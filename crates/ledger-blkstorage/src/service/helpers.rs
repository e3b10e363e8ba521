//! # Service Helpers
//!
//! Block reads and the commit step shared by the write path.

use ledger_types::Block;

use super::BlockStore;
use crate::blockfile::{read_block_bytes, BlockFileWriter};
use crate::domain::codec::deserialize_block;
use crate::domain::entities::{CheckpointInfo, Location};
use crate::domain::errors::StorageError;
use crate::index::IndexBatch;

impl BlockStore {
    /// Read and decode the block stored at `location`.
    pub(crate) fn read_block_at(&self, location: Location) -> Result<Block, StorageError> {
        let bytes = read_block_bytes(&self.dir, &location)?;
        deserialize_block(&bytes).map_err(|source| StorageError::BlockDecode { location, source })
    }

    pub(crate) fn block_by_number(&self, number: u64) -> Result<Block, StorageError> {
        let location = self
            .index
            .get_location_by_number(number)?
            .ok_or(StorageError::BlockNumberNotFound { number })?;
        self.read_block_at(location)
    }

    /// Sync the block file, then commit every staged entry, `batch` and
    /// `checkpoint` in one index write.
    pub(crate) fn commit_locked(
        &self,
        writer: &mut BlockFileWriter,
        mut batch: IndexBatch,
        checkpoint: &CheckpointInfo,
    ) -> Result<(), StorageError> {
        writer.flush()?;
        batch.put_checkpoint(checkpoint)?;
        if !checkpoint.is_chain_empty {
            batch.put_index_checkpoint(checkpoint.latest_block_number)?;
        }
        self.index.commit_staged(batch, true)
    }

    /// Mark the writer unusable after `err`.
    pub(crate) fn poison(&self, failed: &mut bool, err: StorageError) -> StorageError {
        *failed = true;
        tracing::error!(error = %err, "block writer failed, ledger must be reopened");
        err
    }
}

» **Exercise**:
Which lines in the data above contain "BlockFileWriter"? Show each one.

» **Finished exercise**:
use crate::blockfile::{read_block_bytes, BlockFileWriter};
        writer: &mut BlockFileWriter,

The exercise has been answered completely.